Hi, are there any updates?
did you tried training with standard clip loss?
I tried training with standard clip loss. I was wrong. Standard clip loss also has memory leak problem.
Hi, are there any updates?
I finally solved this problem by only training with limited batch number for each epoch as after the code finishes training for one epoch, the memory usage goes down.
It seems that this has nothing to do with the loss. The memory leak exists when doing evaluation.
I did some research on CPU memory leaks, and people say most of the time memory leaks appear when tensors are accumulated without being detached (as they carry with them the entire computational graph) or data loader issues such as copy-on-access (storing in the dataset definition naive python objects which reference count gets increased when being accessed by multiple processes (dataloader workers))
These resources might help you to debug:
- https://github.com/pytorch/pytorch/issues/13246
- https://ppwwyyxx.com/blog/2022/Demystify-RAM-Usage-in-Multiprocess-DataLoader/#Motivation-for-In-RAM-Data
If you find something let me know, I am experiencing RAM memory leaks too when fine-tuning CLIP using LoRA and standard distributed clip loss implemented in this repo, but I use torch ligthing Fabric launcher and mosaic ml streaming dataset instead of WebDataset
we've done a lot of large scale training, long durations, big datasets and never found any noteworthy issues with dataloader memory leaks and the webdataset code. We don't use csv datasets though so possibly an issue there.
There is significant memory churn when you're plowing through really large datasets. Some allocators have issues with fragmentation over time. I usually patch the allocator to use tcmalloc. LD_PRELOAD=/lib/<system dependent>/libtcmalloc.so.4
... apt get install google-perftools
to get the lib.
Should point out that normal 'validation' is VERY memory intensive if you have a lot of samples in your val dataset, it should be treated as a 'gallery' style dataset where it's a hand picked limited set of test samples as it does a full similarity matrix. That could really spike memory. We usually use zero-shot eval to gauge progress as it's more sane to run across larger val sets and often the metric that most focus on (though valid arguments for preferring other val metrics too).
A batch-wise (average over batched similarities) would be possible but not implemented.

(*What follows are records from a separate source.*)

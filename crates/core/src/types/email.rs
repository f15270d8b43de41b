//! Customer email address type.

use core::fmt;

use serde::{Deserialize, Serialize};

/// Errors that can occur when parsing an [`Email`].
#[derive(thiserror::Error, Debug, Clone, PartialEq, Eq)]
pub enum EmailError {
    /// The input is empty (after trimming).
    #[error("email cannot be empty")]
    Empty,
    /// The input is too long.
    #[error("email must be at most {max} characters")]
    TooLong {
        /// Maximum allowed length.
        max: usize,
    },
    /// The input does not have exactly one @ symbol.
    #[error("email must contain exactly one @ symbol")]
    InvalidAtSymbol,
    /// The local part (before @) is empty.
    #[error("email local part cannot be empty")]
    EmptyLocalPart,
    /// The domain part (after @) is empty or has no dot.
    #[error("email domain must look like example.com")]
    InvalidDomain,
}

/// A normalized email address used as a login identifier.
///
/// Parsing trims surrounding whitespace and lowercases the address so that
/// `Test@Example.com` and `test@example.com` identify the same account.
///
/// ```
/// use cornershop_core::Email;
///
/// let email = Email::parse("  Test@Example.COM ").unwrap();
/// assert_eq!(email.as_str(), "test@example.com");
///
/// assert!(Email::parse("").is_err());
/// assert!(Email::parse("no-at-symbol").is_err());
/// assert!(Email::parse("a@b@c.com").is_err());
/// assert!(Email::parse("user@localhost").is_err());
/// ```
#[derive(Debug, Clone, Serialize, Deserialize, PartialEq, Eq, Hash)]
#[serde(try_from = "String", into = "String")]
pub struct Email(String);

impl Email {
    /// Maximum length of an email address (RFC 5321).
    pub const MAX_LENGTH: usize = 254;

    /// Parse and normalize an `Email`.
    ///
    /// # Errors
    ///
    /// Returns an [`EmailError`] describing the first rule the input breaks.
    pub fn parse(s: &str) -> Result<Self, EmailError> {
        let normalized = s.trim().to_lowercase();

        if normalized.is_empty() {
            return Err(EmailError::Empty);
        }
        if normalized.len() > Self::MAX_LENGTH {
            return Err(EmailError::TooLong {
                max: Self::MAX_LENGTH,
            });
        }

        let mut parts = normalized.split('@');
        let (Some(local), Some(domain), None) = (parts.next(), parts.next(), parts.next()) else {
            return Err(EmailError::InvalidAtSymbol);
        };

        if local.is_empty() {
            return Err(EmailError::EmptyLocalPart);
        }
        if domain.is_empty()
            || !domain.contains('.')
            || domain.starts_with('.')
            || domain.ends_with('.')
        {
            return Err(EmailError::InvalidDomain);
        }

        Ok(Self(normalized))
    }

    /// Returns the email address as a string slice.
    #[must_use]
    pub fn as_str(&self) -> &str {
        &self.0
    }

    /// Consumes the `Email` and returns its inner string.
    #[must_use]
    pub fn into_inner(self) -> String {
        self.0
    }
}

impl fmt::Display for Email {
    fn fmt(&self, f: &mut fmt::Formatter<'_>) -> fmt::Result {
        f.write_str(&self.0)
    }
}

impl std::str::FromStr for Email {
    type Err = EmailError;

    fn from_str(s: &str) -> Result<Self, Self::Err> {
        Self::parse(s)
    }
}

impl TryFrom<String> for Email {
    type Error = EmailError;

    fn try_from(value: String) -> Result<Self, Self::Error> {
        Self::parse(&value)
    }
}

impl From<Email> for String {
    fn from(email: Email) -> Self {
        email.0
    }
}

impl AsRef<str> for Email {
    fn as_ref(&self) -> &str {
        &self.0
    }
}

#[cfg(feature = "postgres")]
impl sqlx::Type<sqlx::Postgres> for Email {
    fn type_info() -> sqlx::postgres::PgTypeInfo {
        <String as sqlx::Type<sqlx::Postgres>>::type_info()
    }

    fn compatible(ty: &sqlx::postgres::PgTypeInfo) -> bool {
        <String as sqlx::Type<sqlx::Postgres>>::compatible(ty)
    }
}

#[cfg(feature = "postgres")]
impl<'r> sqlx::Decode<'r, sqlx::Postgres> for Email {
    fn decode(value: sqlx::postgres::PgValueRef<'r>) -> Result<Self, sqlx::error::BoxDynError> {
        let s = <String as sqlx::Decode<sqlx::Postgres>>::decode(value)?;
        // Stored values were normalized on the way in
        Ok(Self(s))
    }
}

#[cfg(feature = "postgres")]
impl sqlx::Encode<'_, sqlx::Postgres> for Email {
    fn encode_by_ref(
        &self,
        buf: &mut sqlx::postgres::PgArgumentBuffer,
    ) -> Result<sqlx::encode::IsNull, sqlx::error::BoxDynError> {
        <String as sqlx::Encode<sqlx::Postgres>>::encode_by_ref(&self.0, buf)
    }
}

Using CSV datasets with the native implementation will lead to an increase in memory. As @miguelalba96 linked, it is not a bug but expected behavior. The solution is either
- use a different dataset format like webdataset. This will be streaming though and not map style.
- if you want map style with minimal changes then you can move to another structure that has no copy-on-read. Pyarrow has worked in the past.